Conjecture injection
Isn't it funny how much taller everyone is nowadays? Only the other day I was trying to buy a hat for a friend, when the hatter asked not only for the hat size, but the overall height of my friend. "Well I'm not sure" I was forced to admit, "why ever do you require that information?" It was, I was told, to ensure the wearer graceful passage through today's standard doorways and openings. This highlights a related problem: that of the lowering ceilings in modern buildings. A quick survey of ceilings from the oldest nearby residential building (1856), through one of later vintage (1936), common age (1964) and new housing (2002) reveals a clearly inversely proportional relationship of diminishing headroom to age of building.
One doesn't have to have surveyed the nation's average height, compared this with prevailing hat fashions in corresponding years and plotted it all against the narrowing profit margin of house building to see problems on the horizon, especially if one is very tall. If these trends continue, light fittings may overcome breezes as the chief cause of hat-loss, while milliners will be forced to reign-in the scale of their creations for indoor use.

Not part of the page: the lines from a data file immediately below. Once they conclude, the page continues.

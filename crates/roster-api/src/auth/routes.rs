// Authentication HTTP routes.
// Decision: /v1/auth/* prefix, consistent with the resource routes
// Decision: login takes a urlencoded form, tokens come back as JSON

use std::sync::Arc;

use anyhow::{Context, Result};
use axum::{
    extract::State,
    routing::{get, post},
    Form, Json, Router,
};
use roster_storage::Database;
use serde::{Deserialize, Serialize};
use utoipa::ToSchema;
use uuid::Uuid;

use super::authenticator::{Authenticator, Credential, HttpFederatedVerifier};
use super::config::{AuthConfig, AuthMode};
use super::guard::{AuthError, AuthUser};
use super::tokens::TokenService;

/// Auth state shared across routes
#[derive(Clone)]
pub struct AuthState {
    pub config: AuthConfig,
    pub tokens: Arc<TokenService>,
    pub authenticator: Arc<Authenticator>,
}

impl AuthState {
    pub fn new(config: AuthConfig, db: Arc<Database>) -> Result<Self> {
        let tokens = Arc::new(TokenService::new(&config));
        let authenticator = match config.mode {
            AuthMode::Local => Authenticator::local(db),
            AuthMode::Federated => {
                let federated = config
                    .federated
                    .clone()
                    .context("federated mode requires verifier configuration")?;
                let verifier =
                    HttpFederatedVerifier::new(federated.verify_url, federated.timeout)?;
                Authenticator::federated(db, Arc::new(verifier))
            }
        };

        Ok(Self {
            config,
            tokens,
            authenticator: Arc::new(authenticator),
        })
    }
}

/// Login form. Field names follow the password-grant convention, so
/// `username` carries the account email.
#[derive(Debug, Deserialize, ToSchema)]
pub struct LoginRequest {
    /// Account email
    pub username: String,
    pub password: String,
}

/// Token response
#[derive(Debug, Serialize, ToSchema)]
pub struct TokenResponse {
    pub access_token: String,
    pub token_type: String,
    /// Seconds until the token expires
    pub expires_in: u64,
}

/// User info response
#[derive(Debug, Serialize, ToSchema)]
pub struct UserInfoResponse {
    pub id: Uuid,
    pub email: String,
    pub name: String,
    pub badge_number: String,
    pub roles: Vec<String>,
}

/// Create auth routes
pub fn routes(state: AuthState) -> Router {
    Router::new()
        .route("/v1/auth/login", post(login))
        .route("/v1/auth/me", get(me))
        .with_state(state)
}

/// POST /v1/auth/login - Exchange credentials for an access token
#[utoipa::path(
    post,
    path = "/v1/auth/login",
    request_body(content = LoginRequest, content_type = "application/x-www-form-urlencoded"),
    responses(
        (status = 200, description = "Access token issued", body = TokenResponse),
        (status = 401, description = "Invalid credentials")
    ),
    tag = "auth"
)]
pub async fn login(
    State(state): State<AuthState>,
    Form(req): Form<LoginRequest>,
) -> Result<Json<TokenResponse>, AuthError> {
    let user = state
        .authenticator
        .authenticate(Credential::Password {
            email: req.username,
            password: req.password,
        })
        .await
        .map_err(|e| {
            tracing::error!("Authentication error: {}", e);
            AuthError::unauthorized("Login failed")
        })?
        .ok_or_else(|| AuthError::unauthorized("Incorrect username or password"))?;

    let access_token = state.tokens.issue_default(&user.email).map_err(|e| {
        tracing::error!("Token issuance error: {}", e);
        AuthError::unauthorized("Login failed")
    })?;

    Ok(Json(TokenResponse {
        access_token,
        token_type: "bearer".to_string(),
        expires_in: state.tokens.default_lifetime().as_secs(),
    }))
}

/// GET /v1/auth/me - Identity behind the presented token
#[utoipa::path(
    get,
    path = "/v1/auth/me",
    responses(
        (status = 200, description = "Current user", body = UserInfoResponse),
        (status = 401, description = "Not authenticated")
    ),
    tag = "auth"
)]
pub async fn me(user: AuthUser) -> Json<UserInfoResponse> {
    Json(UserInfoResponse {
        id: user.id,
        email: user.email,
        name: user.name,
        badge_number: user.badge_number,
        roles: user.roles,
    })
}

#[cfg(test)]
mod tests {
    use super::*;
    use std::time::Duration;

    use async_trait::async_trait;
    use axum::body::Body;
    use axum::http::{Request, StatusCode};
    use http_body_util::BodyExt;
    use jsonwebtoken::Algorithm;
    use roster_storage::{password, CreateUser};
    use tower::ServiceExt;

    use crate::auth::authenticator::FederatedVerifier;
    use crate::auth::config::FederatedConfig;

    fn test_config() -> AuthConfig {
        AuthConfig {
            mode: AuthMode::Local,
            jwt_secret: "test-secret".to_string(),
            jwt_algorithm: Algorithm::HS256,
            access_token_lifetime: Duration::from_secs(900),
            federated: None,
        }
    }

    async fn seeded_db() -> Arc<Database> {
        let db = Arc::new(Database::in_memory());
        db.create_user(CreateUser {
            name: "Ada".to_string(),
            email: "ada@example.com".to_string(),
            badge_number: "E-1".to_string(),
            password_hash: password::hash_password("hunter2").unwrap(),
            role_ids: vec![],
        })
        .await
        .unwrap();
        db
    }

    async fn body_json(response: axum::response::Response) -> serde_json::Value {
        let bytes = response.into_body().collect().await.unwrap().to_bytes();
        serde_json::from_slice(&bytes).unwrap()
    }

    fn login_request(username: &str, password: &str) -> Request<Body> {
        Request::builder()
            .method("POST")
            .uri("/v1/auth/login")
            .header("content-type", "application/x-www-form-urlencoded")
            .body(Body::from(format!("username={username}&password={password}")))
            .unwrap()
    }

    fn me_request(authorization: Option<&str>) -> Request<Body> {
        let mut builder = Request::builder().uri("/v1/auth/me");
        if let Some(value) = authorization {
            builder = builder.header("authorization", value);
        }
        builder.body(Body::empty()).unwrap()
    }

    #[tokio::test]
    async fn login_then_me_roundtrip() {
        let state = AuthState::new(test_config(), seeded_db().await).unwrap();
        let app = routes(state);

        let response = app
            .clone()
            .oneshot(login_request("ada%40example.com", "hunter2"))
            .await
            .unwrap();
        assert_eq!(response.status(), StatusCode::OK);
        let body = body_json(response).await;
        assert_eq!(body["token_type"], "bearer");
        assert_eq!(body["expires_in"], 900);
        let token = body["access_token"].as_str().unwrap().to_string();

        let response = app
            .oneshot(me_request(Some(&format!("Bearer {token}"))))
            .await
            .unwrap();
        assert_eq!(response.status(), StatusCode::OK);
        let body = body_json(response).await;
        assert_eq!(body["email"], "ada@example.com");
        assert_eq!(body["name"], "Ada");
        assert_eq!(body["badge_number"], "E-1");
    }

    #[tokio::test]
    async fn login_failures_share_one_message() {
        let state = AuthState::new(test_config(), seeded_db().await).unwrap();
        let app = routes(state);

        for (username, password) in [
            ("ada%40example.com", "wrong"),
            ("nobody%40example.com", "hunter2"),
        ] {
            let response = app
                .clone()
                .oneshot(login_request(username, password))
                .await
                .unwrap();
            assert_eq!(response.status(), StatusCode::UNAUTHORIZED);
            let body = body_json(response).await;
            assert_eq!(body["error"], "Incorrect username or password");
        }
    }

    #[tokio::test]
    async fn guard_rejections_share_one_message() {
        let state = AuthState::new(test_config(), seeded_db().await).unwrap();
        let stale_token = state.tokens.issue_default("ghost@example.com").unwrap();

        let foreign = TokenService::new(&AuthConfig {
            jwt_secret: "other-secret".to_string(),
            ..test_config()
        });
        let forged_token = foreign.issue_default("ada@example.com").unwrap();

        let app = routes(state);
        let cases = [
            None,
            Some("Bearer not.a.jwt".to_string()),
            Some("Token abc".to_string()),
            Some(format!("Bearer {forged_token}")),
            // Valid signature, but the subject has no account anymore.
            Some(format!("Bearer {stale_token}")),
        ];

        for authorization in cases {
            let response = app
                .clone()
                .oneshot(me_request(authorization.as_deref()))
                .await
                .unwrap();
            assert_eq!(response.status(), StatusCode::UNAUTHORIZED);
            let body = body_json(response).await;
            assert_eq!(body["error"], "Authentication required");
        }
    }

    struct StaticVerifier(&'static str);

    #[async_trait]
    impl FederatedVerifier for StaticVerifier {
        async fn verify(&self, token: &str) -> Option<String> {
            (token == "provider-token").then(|| self.0.to_string())
        }
    }

    fn federated_state(db: Arc<Database>) -> AuthState {
        let config = AuthConfig {
            mode: AuthMode::Federated,
            federated: Some(FederatedConfig {
                verify_url: "http://identity.invalid/verify".to_string(),
                timeout: Duration::from_secs(5),
            }),
            ..test_config()
        };
        let tokens = Arc::new(TokenService::new(&config));
        let authenticator = Arc::new(Authenticator::federated(
            db,
            Arc::new(StaticVerifier("ada@example.com")),
        ));
        AuthState {
            config,
            tokens,
            authenticator,
        }
    }

    #[tokio::test]
    async fn federated_mode_accepts_external_tokens_only() {
        let app = routes(federated_state(seeded_db().await));

        // Password login goes through the strategy-mismatch arm.
        let response = app
            .clone()
            .oneshot(login_request("ada%40example.com", "hunter2"))
            .await
            .unwrap();
        assert_eq!(response.status(), StatusCode::UNAUTHORIZED);
        let body = body_json(response).await;
        assert_eq!(body["error"], "Incorrect username or password");

        // The provider token authenticates requests.
        let response = app
            .clone()
            .oneshot(me_request(Some("Bearer provider-token")))
            .await
            .unwrap();
        assert_eq!(response.status(), StatusCode::OK);
        let body = body_json(response).await;
        assert_eq!(body["email"], "ada@example.com");

        // A token the provider rejects gets the guard message.
        let response = app
            .oneshot(me_request(Some("Bearer unknown-token")))
            .await
            .unwrap();
        assert_eq!(response.status(), StatusCode::UNAUTHORIZED);
        let body = body_json(response).await;
        assert_eq!(body["error"], "Authentication required");
    }
}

As ever, new technology has the answer in the form of holographically-projected headgear, already the in-thing at the hippest parties for optical research scientists in Vienna and the US. But for those of us without long-term research posts or justification for diverting portions of massively inflated defense budgets, there is a simpler solution inspired by the skateboarders (or "sk8rz") who occupy the ramp near Netto or hang around down Winterton Park. Wannabe hattists finding themselves without the necessary space above their heads to place the stylish apex of a perfect outfit can strap protective pads to their knees and effectively walk around with an extra 2-3 feet of reclaimed hat-room. Not only is this a stylish and practical answer for the very tall indoor hat-wearer's nightmare, but an added credibility boost in the eyes of a highly disapproving youth for hat-wearing authority figures such as police officers, bishops or witches.